- _Supplied data_
++++

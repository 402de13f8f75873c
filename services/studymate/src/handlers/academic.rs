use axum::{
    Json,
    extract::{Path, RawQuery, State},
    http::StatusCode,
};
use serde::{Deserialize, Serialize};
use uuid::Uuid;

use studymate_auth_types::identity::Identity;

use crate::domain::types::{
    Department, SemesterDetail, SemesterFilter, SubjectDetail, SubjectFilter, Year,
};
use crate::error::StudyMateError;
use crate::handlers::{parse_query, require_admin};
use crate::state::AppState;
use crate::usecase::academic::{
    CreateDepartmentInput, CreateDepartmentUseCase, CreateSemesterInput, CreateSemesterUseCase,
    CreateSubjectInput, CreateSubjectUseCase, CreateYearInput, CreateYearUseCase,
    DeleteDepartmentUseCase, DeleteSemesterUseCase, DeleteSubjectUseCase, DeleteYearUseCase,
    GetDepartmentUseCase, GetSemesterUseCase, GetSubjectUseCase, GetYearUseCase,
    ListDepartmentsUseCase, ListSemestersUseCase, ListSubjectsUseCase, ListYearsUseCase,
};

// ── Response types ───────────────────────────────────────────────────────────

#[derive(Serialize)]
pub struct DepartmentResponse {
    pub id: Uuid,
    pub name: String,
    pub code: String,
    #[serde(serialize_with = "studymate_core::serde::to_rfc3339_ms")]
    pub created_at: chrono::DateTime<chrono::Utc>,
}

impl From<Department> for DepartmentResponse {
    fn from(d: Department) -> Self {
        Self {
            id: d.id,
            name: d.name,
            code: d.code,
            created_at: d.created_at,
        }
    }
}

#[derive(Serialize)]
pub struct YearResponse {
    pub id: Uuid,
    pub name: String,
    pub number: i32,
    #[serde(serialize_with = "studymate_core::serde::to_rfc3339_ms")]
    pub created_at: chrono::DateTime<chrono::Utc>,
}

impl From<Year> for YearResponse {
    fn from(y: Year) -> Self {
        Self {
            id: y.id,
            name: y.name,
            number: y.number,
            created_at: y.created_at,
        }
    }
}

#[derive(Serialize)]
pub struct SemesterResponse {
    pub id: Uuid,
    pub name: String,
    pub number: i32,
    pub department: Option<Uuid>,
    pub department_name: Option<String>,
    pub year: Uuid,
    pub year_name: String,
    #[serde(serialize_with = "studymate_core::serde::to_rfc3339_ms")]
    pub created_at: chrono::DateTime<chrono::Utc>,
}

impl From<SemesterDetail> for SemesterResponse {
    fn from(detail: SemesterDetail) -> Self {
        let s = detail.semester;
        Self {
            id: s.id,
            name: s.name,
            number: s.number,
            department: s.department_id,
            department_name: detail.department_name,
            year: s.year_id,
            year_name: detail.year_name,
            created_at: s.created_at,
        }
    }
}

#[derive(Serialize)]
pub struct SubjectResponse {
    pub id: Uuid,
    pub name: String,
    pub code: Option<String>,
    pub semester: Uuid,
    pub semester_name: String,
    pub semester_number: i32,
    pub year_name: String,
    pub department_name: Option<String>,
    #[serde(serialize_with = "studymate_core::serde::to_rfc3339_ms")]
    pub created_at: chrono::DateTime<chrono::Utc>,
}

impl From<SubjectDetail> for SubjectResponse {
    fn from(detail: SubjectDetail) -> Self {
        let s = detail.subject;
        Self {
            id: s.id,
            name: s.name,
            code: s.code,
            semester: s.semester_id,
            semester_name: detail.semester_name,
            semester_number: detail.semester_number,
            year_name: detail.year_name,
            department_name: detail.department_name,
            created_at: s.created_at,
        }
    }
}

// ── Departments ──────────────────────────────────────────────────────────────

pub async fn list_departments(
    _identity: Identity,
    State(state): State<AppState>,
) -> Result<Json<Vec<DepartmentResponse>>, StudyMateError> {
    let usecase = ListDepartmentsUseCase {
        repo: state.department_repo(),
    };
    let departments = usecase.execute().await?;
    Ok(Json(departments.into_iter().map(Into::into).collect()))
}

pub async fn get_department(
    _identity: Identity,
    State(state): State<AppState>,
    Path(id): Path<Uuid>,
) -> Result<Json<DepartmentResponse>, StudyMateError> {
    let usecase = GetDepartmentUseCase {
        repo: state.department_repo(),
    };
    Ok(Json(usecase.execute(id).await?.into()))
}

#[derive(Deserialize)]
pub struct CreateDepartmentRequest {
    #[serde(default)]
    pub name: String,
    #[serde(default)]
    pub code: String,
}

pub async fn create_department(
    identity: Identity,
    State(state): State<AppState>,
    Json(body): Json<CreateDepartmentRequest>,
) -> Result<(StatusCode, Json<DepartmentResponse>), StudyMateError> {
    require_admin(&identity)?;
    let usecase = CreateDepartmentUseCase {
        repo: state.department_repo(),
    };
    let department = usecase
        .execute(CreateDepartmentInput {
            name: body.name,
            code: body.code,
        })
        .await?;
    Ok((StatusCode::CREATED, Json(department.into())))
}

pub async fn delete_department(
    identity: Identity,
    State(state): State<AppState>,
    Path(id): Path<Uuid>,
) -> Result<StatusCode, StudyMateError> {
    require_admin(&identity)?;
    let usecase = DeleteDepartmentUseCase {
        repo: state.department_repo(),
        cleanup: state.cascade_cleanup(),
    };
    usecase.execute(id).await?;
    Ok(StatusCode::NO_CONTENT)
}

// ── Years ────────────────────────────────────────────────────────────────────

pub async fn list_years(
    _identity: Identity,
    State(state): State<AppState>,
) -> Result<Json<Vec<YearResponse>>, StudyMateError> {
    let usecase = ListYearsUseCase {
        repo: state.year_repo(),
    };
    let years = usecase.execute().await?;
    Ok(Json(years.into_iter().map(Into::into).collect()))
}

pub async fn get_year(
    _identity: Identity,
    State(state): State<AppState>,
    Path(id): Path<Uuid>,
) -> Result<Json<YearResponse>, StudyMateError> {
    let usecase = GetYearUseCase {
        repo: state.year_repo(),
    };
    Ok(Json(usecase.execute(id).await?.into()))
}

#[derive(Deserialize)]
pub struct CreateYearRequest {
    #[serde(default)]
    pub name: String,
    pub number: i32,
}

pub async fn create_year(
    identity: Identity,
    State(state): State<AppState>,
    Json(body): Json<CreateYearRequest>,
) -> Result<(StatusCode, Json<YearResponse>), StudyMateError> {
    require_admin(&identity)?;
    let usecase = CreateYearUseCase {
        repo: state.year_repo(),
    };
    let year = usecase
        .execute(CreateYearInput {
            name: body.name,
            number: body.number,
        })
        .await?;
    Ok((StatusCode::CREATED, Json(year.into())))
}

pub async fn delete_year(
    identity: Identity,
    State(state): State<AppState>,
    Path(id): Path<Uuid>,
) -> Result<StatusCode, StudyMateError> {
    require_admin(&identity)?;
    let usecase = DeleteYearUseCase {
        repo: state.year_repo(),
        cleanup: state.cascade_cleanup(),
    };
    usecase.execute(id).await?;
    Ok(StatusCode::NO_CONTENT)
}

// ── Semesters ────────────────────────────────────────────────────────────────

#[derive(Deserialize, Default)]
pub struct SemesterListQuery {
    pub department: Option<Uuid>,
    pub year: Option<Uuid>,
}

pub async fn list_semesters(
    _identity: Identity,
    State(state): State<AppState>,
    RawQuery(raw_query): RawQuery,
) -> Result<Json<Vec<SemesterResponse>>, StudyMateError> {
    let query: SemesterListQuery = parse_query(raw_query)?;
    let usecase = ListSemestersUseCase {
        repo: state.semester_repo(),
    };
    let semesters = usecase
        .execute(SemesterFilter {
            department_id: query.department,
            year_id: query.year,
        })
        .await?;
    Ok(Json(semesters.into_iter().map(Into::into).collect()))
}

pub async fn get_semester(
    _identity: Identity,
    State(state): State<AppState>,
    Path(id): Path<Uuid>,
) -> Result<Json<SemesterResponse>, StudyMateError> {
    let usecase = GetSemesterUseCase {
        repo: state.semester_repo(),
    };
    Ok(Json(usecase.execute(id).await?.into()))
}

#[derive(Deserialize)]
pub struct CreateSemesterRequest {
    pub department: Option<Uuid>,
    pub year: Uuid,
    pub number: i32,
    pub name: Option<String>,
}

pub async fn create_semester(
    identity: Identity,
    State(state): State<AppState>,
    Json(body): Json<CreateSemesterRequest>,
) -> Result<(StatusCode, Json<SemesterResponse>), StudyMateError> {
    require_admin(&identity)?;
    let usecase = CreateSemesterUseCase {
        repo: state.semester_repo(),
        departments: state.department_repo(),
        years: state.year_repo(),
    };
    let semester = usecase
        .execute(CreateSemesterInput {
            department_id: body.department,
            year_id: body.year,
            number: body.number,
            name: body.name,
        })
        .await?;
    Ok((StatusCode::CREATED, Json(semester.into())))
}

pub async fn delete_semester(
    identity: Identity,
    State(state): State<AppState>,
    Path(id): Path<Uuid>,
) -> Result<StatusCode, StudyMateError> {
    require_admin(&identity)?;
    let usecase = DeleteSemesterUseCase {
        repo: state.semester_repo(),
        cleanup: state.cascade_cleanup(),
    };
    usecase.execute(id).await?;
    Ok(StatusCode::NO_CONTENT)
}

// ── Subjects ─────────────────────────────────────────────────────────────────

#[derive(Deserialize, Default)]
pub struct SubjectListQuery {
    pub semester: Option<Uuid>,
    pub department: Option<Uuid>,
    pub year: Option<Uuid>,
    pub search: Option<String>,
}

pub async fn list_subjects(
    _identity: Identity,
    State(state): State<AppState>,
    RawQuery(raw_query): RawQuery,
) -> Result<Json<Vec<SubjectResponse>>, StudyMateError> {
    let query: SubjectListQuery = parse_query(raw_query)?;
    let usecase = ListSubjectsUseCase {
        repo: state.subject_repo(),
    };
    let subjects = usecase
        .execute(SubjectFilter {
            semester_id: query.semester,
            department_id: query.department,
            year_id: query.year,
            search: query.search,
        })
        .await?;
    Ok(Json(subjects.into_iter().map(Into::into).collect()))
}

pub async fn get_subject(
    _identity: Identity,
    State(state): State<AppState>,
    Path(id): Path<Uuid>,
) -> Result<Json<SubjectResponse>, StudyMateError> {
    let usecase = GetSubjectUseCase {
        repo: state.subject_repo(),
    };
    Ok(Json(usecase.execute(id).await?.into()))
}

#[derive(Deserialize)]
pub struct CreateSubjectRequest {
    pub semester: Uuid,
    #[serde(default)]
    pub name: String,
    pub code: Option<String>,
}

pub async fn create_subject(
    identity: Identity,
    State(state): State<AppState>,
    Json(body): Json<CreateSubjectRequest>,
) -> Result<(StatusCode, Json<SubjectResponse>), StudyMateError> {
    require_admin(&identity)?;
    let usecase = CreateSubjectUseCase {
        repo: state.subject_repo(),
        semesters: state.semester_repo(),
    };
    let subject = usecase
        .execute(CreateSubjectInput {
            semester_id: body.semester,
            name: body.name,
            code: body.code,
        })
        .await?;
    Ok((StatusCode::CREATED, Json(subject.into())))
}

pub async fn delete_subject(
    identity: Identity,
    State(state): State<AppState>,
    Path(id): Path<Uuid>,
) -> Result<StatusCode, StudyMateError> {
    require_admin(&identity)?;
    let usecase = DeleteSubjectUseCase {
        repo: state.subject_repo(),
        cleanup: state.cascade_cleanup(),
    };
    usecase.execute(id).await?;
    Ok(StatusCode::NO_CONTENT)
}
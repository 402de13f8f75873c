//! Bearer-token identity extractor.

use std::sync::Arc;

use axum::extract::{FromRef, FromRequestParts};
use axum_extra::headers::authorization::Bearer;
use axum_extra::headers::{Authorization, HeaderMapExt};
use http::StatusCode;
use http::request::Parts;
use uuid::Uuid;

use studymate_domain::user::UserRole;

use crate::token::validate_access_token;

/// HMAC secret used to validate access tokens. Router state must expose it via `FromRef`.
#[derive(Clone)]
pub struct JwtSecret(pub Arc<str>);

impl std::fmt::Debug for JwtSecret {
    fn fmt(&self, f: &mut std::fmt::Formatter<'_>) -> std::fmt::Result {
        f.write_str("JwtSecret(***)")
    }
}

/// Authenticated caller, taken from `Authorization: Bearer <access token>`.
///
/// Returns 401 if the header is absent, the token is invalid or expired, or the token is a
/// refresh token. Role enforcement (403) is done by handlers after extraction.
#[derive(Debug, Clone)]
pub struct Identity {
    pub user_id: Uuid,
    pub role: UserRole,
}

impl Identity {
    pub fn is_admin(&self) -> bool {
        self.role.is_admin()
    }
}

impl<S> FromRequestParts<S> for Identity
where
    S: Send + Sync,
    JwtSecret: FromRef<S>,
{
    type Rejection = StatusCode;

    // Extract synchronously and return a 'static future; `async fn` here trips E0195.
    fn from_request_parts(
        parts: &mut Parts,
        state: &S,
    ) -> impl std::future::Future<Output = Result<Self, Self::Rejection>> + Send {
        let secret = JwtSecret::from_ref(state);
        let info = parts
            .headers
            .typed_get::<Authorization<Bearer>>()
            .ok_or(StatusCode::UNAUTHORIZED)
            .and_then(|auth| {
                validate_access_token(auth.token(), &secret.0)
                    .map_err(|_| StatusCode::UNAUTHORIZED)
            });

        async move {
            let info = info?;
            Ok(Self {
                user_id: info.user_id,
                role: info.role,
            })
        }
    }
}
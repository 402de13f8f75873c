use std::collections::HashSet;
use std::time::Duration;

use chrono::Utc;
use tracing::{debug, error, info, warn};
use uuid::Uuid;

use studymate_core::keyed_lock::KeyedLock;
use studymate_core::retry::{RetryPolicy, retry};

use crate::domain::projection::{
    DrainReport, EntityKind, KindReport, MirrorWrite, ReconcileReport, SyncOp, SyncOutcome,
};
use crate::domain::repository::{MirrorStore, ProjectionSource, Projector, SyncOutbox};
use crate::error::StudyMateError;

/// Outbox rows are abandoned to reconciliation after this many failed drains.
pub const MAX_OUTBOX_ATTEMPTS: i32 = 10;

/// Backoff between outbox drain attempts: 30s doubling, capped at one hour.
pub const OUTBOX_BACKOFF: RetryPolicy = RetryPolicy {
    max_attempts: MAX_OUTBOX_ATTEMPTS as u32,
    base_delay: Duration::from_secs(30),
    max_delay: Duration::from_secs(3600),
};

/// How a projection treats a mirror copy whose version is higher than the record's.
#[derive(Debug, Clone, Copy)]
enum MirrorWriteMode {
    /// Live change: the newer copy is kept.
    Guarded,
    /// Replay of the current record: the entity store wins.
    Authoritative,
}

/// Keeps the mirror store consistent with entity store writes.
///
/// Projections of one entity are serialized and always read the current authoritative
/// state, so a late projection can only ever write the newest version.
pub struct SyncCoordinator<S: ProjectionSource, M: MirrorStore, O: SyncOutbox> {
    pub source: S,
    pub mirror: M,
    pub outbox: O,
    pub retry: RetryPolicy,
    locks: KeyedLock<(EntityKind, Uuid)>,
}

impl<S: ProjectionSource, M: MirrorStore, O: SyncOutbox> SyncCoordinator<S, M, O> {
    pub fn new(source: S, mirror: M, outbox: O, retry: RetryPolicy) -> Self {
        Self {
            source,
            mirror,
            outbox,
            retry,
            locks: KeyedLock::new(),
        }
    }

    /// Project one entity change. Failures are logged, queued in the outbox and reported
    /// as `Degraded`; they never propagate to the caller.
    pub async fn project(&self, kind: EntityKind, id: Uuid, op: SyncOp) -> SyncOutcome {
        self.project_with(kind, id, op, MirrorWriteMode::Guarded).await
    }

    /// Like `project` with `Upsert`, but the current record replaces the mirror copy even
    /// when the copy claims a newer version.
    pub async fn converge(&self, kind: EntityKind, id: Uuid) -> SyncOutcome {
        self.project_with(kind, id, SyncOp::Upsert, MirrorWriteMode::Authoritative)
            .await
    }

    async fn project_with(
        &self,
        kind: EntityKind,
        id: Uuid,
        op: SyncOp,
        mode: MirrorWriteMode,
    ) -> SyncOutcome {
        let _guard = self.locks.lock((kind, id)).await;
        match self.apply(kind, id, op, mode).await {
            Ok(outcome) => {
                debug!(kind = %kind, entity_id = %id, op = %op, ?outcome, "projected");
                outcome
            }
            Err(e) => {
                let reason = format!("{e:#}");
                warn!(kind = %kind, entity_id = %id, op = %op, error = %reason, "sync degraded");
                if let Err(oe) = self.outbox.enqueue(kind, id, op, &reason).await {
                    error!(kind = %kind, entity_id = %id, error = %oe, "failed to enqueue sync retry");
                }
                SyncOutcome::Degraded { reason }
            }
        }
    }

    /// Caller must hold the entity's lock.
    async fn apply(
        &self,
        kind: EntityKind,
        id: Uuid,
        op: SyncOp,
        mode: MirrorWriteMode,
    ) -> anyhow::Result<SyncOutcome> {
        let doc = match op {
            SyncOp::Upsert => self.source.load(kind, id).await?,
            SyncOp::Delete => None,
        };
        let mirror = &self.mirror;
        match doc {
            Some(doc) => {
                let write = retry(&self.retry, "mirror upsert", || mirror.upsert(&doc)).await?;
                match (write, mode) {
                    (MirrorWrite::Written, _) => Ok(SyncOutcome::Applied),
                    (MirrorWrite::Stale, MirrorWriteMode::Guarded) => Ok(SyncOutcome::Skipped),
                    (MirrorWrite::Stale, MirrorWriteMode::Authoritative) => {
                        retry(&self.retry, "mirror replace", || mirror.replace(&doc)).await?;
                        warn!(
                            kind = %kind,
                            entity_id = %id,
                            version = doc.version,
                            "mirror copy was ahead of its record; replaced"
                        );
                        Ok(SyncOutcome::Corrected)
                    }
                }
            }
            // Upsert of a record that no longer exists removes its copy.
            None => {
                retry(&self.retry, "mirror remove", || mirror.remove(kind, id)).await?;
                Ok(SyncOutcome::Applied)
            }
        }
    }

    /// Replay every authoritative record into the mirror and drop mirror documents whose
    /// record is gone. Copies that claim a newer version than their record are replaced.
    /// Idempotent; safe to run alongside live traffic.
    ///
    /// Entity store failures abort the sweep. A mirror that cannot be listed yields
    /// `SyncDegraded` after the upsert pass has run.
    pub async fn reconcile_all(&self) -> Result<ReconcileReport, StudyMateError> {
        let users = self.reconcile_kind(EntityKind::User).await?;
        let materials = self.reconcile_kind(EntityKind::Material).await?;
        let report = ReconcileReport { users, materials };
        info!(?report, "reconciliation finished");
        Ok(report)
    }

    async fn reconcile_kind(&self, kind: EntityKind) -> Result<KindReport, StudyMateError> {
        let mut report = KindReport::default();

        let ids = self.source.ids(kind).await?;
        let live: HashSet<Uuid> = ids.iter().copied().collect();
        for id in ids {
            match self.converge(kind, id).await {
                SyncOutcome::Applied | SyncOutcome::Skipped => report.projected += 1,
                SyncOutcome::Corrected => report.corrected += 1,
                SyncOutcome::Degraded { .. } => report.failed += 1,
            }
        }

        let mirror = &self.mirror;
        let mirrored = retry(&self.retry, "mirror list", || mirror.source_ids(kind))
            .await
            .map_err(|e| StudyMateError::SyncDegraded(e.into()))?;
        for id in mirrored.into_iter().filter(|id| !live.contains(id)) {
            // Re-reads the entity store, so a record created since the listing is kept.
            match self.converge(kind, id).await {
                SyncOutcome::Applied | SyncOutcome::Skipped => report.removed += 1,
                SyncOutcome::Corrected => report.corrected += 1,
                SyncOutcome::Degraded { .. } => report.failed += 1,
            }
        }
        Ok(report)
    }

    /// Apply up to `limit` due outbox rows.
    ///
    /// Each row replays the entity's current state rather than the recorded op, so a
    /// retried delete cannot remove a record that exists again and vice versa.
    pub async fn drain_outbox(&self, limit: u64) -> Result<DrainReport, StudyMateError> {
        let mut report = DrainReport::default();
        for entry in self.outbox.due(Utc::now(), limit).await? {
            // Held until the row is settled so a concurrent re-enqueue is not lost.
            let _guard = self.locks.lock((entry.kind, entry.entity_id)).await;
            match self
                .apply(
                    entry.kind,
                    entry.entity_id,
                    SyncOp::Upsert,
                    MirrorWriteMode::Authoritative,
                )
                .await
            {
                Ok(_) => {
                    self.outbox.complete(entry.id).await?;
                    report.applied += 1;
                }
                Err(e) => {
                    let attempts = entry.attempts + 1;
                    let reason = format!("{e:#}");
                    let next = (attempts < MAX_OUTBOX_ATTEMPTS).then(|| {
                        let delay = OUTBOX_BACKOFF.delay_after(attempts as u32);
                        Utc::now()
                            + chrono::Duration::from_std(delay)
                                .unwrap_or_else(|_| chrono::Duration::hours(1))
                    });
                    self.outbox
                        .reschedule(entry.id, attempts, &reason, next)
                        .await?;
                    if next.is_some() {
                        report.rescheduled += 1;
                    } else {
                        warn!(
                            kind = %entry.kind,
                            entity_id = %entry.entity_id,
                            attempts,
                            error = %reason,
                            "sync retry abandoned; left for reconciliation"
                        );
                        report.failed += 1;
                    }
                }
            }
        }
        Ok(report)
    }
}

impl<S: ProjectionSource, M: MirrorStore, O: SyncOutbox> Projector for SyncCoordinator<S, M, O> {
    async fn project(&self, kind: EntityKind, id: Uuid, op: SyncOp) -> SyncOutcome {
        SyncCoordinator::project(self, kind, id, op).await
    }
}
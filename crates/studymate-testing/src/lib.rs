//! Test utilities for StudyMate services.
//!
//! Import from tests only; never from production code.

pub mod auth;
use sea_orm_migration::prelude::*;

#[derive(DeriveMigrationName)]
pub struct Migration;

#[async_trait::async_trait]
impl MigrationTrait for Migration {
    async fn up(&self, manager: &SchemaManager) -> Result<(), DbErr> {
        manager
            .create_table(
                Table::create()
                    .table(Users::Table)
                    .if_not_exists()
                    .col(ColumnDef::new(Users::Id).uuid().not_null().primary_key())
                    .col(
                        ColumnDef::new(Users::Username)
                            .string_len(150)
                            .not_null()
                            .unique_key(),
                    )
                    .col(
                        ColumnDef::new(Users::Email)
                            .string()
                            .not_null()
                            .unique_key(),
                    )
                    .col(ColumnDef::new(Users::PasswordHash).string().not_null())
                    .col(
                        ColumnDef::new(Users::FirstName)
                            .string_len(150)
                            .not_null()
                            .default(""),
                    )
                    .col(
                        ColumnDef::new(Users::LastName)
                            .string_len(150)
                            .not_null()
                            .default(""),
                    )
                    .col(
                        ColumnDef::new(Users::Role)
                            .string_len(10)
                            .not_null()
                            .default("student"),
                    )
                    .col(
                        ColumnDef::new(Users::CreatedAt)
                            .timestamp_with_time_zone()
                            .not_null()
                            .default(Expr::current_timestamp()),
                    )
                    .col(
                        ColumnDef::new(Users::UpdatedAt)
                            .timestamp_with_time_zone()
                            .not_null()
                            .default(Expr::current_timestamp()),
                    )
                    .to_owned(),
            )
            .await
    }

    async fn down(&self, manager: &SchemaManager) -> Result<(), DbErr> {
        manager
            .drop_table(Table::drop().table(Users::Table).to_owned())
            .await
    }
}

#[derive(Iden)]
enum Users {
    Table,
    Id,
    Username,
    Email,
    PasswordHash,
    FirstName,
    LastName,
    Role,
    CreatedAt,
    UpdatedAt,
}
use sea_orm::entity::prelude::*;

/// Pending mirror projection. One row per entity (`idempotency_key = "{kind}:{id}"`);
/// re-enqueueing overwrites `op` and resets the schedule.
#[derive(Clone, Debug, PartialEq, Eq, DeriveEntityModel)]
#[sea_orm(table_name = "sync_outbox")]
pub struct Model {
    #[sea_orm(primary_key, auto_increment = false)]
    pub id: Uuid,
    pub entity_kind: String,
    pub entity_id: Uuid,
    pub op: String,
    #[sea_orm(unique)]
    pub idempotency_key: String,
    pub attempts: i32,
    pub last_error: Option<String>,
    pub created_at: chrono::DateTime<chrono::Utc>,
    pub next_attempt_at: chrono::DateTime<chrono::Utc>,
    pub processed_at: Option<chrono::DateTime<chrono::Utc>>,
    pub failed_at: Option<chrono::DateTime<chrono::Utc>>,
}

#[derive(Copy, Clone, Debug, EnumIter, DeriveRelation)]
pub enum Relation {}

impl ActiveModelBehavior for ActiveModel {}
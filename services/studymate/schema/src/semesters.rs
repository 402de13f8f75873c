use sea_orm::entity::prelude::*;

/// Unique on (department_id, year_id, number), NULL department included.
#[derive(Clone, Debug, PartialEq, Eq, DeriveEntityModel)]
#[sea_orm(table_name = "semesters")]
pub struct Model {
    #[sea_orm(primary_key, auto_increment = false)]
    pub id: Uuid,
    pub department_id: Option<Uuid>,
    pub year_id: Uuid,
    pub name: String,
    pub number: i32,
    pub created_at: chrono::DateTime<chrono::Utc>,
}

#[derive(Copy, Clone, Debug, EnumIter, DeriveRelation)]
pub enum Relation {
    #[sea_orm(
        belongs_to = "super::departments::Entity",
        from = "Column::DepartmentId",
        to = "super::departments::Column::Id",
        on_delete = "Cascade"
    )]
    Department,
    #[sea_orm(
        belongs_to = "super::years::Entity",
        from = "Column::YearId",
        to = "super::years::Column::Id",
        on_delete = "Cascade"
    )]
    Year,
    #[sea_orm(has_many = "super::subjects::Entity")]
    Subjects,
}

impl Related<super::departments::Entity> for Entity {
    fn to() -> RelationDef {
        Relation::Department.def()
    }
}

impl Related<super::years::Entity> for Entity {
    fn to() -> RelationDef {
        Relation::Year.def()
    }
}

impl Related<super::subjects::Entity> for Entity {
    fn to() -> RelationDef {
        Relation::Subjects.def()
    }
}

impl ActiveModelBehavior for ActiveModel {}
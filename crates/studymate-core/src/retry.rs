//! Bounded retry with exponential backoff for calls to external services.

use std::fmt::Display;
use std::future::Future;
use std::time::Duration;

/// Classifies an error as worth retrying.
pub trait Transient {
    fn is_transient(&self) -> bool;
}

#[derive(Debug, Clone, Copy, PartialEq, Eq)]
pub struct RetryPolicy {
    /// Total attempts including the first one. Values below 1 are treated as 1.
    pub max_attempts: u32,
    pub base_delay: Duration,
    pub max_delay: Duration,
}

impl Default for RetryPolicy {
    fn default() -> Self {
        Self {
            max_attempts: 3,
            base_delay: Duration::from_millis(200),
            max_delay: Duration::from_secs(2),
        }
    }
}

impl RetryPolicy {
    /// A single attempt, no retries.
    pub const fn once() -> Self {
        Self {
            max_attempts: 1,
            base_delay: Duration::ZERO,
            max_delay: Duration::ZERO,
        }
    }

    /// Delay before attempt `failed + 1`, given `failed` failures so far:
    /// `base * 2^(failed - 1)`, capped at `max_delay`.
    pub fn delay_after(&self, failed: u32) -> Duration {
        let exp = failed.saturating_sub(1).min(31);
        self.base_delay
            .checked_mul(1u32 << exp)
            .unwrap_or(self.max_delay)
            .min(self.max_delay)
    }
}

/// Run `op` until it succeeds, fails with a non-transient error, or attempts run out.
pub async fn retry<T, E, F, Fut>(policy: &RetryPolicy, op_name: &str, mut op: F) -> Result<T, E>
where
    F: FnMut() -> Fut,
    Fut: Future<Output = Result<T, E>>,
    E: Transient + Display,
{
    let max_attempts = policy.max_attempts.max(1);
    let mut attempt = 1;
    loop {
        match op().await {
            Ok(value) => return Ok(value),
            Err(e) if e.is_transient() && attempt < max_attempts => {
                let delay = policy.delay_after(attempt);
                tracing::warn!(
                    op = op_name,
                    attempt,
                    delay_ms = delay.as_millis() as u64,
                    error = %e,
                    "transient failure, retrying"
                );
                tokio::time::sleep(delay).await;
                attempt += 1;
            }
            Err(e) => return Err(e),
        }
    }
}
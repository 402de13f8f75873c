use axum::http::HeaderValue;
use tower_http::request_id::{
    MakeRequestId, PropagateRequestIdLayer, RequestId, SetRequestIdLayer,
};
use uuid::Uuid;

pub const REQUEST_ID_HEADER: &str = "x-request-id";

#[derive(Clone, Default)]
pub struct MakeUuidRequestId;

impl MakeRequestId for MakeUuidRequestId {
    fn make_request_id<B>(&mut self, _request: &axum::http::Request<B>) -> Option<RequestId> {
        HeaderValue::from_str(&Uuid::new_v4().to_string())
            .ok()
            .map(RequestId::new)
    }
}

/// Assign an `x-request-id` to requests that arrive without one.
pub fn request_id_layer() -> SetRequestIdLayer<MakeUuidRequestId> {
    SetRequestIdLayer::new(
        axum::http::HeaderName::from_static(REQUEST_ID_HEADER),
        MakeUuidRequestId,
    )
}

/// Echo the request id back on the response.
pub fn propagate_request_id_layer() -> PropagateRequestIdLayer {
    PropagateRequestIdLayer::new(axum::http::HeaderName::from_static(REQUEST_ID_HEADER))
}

++++

- _Task goal_
Please determine how many lines in the entries contain the word "mirrored" and reply with that figure alone.

- _Solution for this task_
2